St. Lawrence's Church (Sint-Laurenskerk or Sint-Laurentiuskerk) is the parish church of Bocholt, Belgium, dedicated to Saint Lawrence.

==Historys==
The church is built on the spot of an earlier Roman church that was destroyed in 1360, when the Prince-Bishopric of Liège fought with the County of Loon.
The Jus patronatus was in the hands of the powerful Herkenrode Abbey. Construction of the church was begun in the 14th century, and the tower, which is built in marl stone, was completed in 1411. The nave was completed in 1476. In 1585 the church was plundered by the troops of Willem the Silent, and the roof and top of the tower were severely damaged in a storm in 1608. Repairs were not completed before 1720.

In 1910 the church was expanded with two bays, and to achieve this the tower was moved approximately 10 meters under the direction of the German-American engineer of Budapest, Henry Weiss. On 13 September 1944 the church burned during the retreat of the German occupying forces, and many treasures were lost. The church was rebuilt in 1950 under the direction of the architect Van den Dael.

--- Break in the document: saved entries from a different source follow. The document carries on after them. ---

//! Timing knobs for the simulated channel and store.

use std::time::Duration;

use codereview_core::FileId;
use thiserror::Error;

#[derive(Error, Debug, Clone, PartialEq, Eq)]
pub enum ConfigError {
    #[error("{0} must be greater than zero")]
    ZeroInterval(&'static str),
    #[error("{0} must be at least 1")]
    EmptyRange(&'static str),
    #[error("jitter ({jitter:?}) exceeds the base latency ({base:?}) of {name}")]
    JitterTooLarge {
        name: &'static str,
        base: Duration,
        jitter: Duration,
    },
    #[error("invalid value {value:?} for {key}")]
    InvalidValue { key: String, value: String },
}

/// Channel configuration.
#[derive(Debug, Clone)]
pub struct ChannelConfig {
    /// Delay between `connect` and the `Connect` event
    pub connect_delay: Duration,
    /// Round-trip delay before a sent event is echoed
    pub send_delay: Duration,
    /// Interval between synthetic peer cursor moves
    pub cursor_interval: Duration,
    /// File the synthetic cursors wander in
    pub synthetic_file_id: FileId,
    /// Synthetic lines are drawn from `1..=max_line`
    pub max_line: u32,
    /// Synthetic columns are drawn from `1..=max_column`
    pub max_column: u32,
    /// Minimum spacing between local cursor broadcasts (30fps)
    pub cursor_broadcast_interval: Duration,
}

impl Default for ChannelConfig {
    fn default() -> Self {
        Self {
            connect_delay: Duration::from_millis(500),
            send_delay: Duration::from_millis(50),
            cursor_interval: Duration::from_millis(2000),
            synthetic_file_id: FileId(1),
            max_line: 100,
            max_column: 80,
            cursor_broadcast_interval: Duration::from_millis(33),
        }
    }
}

impl ChannelConfig {
    pub fn validate(&self) -> Result<(), ConfigError> {
        if self.cursor_interval.is_zero() {
            return Err(ConfigError::ZeroInterval("cursor_interval"));
        }
        if self.max_line == 0 {
            return Err(ConfigError::EmptyRange("max_line"));
        }
        if self.max_column == 0 {
            return Err(ConfigError::EmptyRange("max_column"));
        }
        Ok(())
    }
}

/// Comment store configuration.
#[derive(Debug, Clone)]
pub struct StoreConfig {
    /// Latency of fetch operations
    pub fetch_latency: Duration,
    /// Latency of add/update/delete/resolve
    pub mutation_latency: Duration,
    /// Latency of reaction changes
    pub reaction_latency: Duration,
    /// Each latency is randomized within `base ± jitter` (zero = fixed)
    pub jitter: Duration,
    /// First id handed out by `add_comment`
    pub first_comment_id: u64,
}

impl Default for StoreConfig {
    fn default() -> Self {
        Self {
            fetch_latency: Duration::from_millis(300),
            mutation_latency: Duration::from_millis(200),
            reaction_latency: Duration::from_millis(100),
            jitter: Duration::ZERO,
            first_comment_id: 100,
        }
    }
}

impl StoreConfig {
    /// Config for testing: no simulated latency.
    pub fn for_testing() -> Self {
        Self {
            fetch_latency: Duration::ZERO,
            mutation_latency: Duration::ZERO,
            reaction_latency: Duration::ZERO,
            jitter: Duration::ZERO,
            ..Self::default()
        }
    }

    pub fn validate(&self) -> Result<(), ConfigError> {
        for (name, base) in [
            ("fetch_latency", self.fetch_latency),
            ("mutation_latency", self.mutation_latency),
            ("reaction_latency", self.reaction_latency),
        ] {
            if self.jitter > base {
                return Err(ConfigError::JitterTooLarge {
                    name,
                    base,
                    jitter: self.jitter,
                });
            }
        }
        Ok(())
    }
}

#[cfg(test)]
mod tests {
    use super::*;

    #[test]
    fn test_channel_defaults() {
        let config = ChannelConfig::default();
        assert_eq!(config.connect_delay, Duration::from_millis(500));
        assert_eq!(config.send_delay, Duration::from_millis(50));
        assert_eq!(config.cursor_interval, Duration::from_secs(2));
        assert_eq!(config.synthetic_file_id, FileId(1));
        assert!(config.validate().is_ok());
    }

    #[test]
    fn test_channel_rejects_zero_interval() {
        let config = ChannelConfig {
            cursor_interval: Duration::ZERO,
            ..ChannelConfig::default()
        };
        assert_eq!(
            config.validate(),
            Err(ConfigError::ZeroInterval("cursor_interval"))
        );
    }

    #[test]
    fn test_channel_rejects_empty_ranges() {
        let config = ChannelConfig {
            max_column: 0,
            ..ChannelConfig::default()
        };
        assert_eq!(config.validate(), Err(ConfigError::EmptyRange("max_column")));
    }

    #[test]
    fn test_store_defaults() {
        let config = StoreConfig::default();
        assert_eq!(config.fetch_latency, Duration::from_millis(300));
        assert_eq!(config.mutation_latency, Duration::from_millis(200));
        assert_eq!(config.reaction_latency, Duration::from_millis(100));
        assert_eq!(config.first_comment_id, 100);
        assert!(config.validate().is_ok());
    }

    #[test]
    fn test_store_rejects_oversized_jitter() {
        let config = StoreConfig {
            jitter: Duration::from_millis(150),
            ..StoreConfig::default()
        };
        // Reaction latency is only 100ms.
        assert!(matches!(
            config.validate(),
            Err(ConfigError::JitterTooLarge { name: "reaction_latency", .. })
        ));
    }

    #[test]
    fn test_store_for_testing_has_no_latency() {
        let config = StoreConfig::for_testing();
        assert!(config.fetch_latency.is_zero());
        assert!(config.validate().is_ok());
    }
}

Today, the Sint-Laurentiuskerk is late Gothic with a neo-Gothic main altar with a retable dating from around 1500, depicting six scenes from the Life of Mary. The shutters depict scenes from the life of Saint Laurence. The church contains a church tabernacle from the second half of the 16th century, and two confessionals in baroque style. The church also has nine sculptures of saints and a 3 meter high statue of Saint Christopher.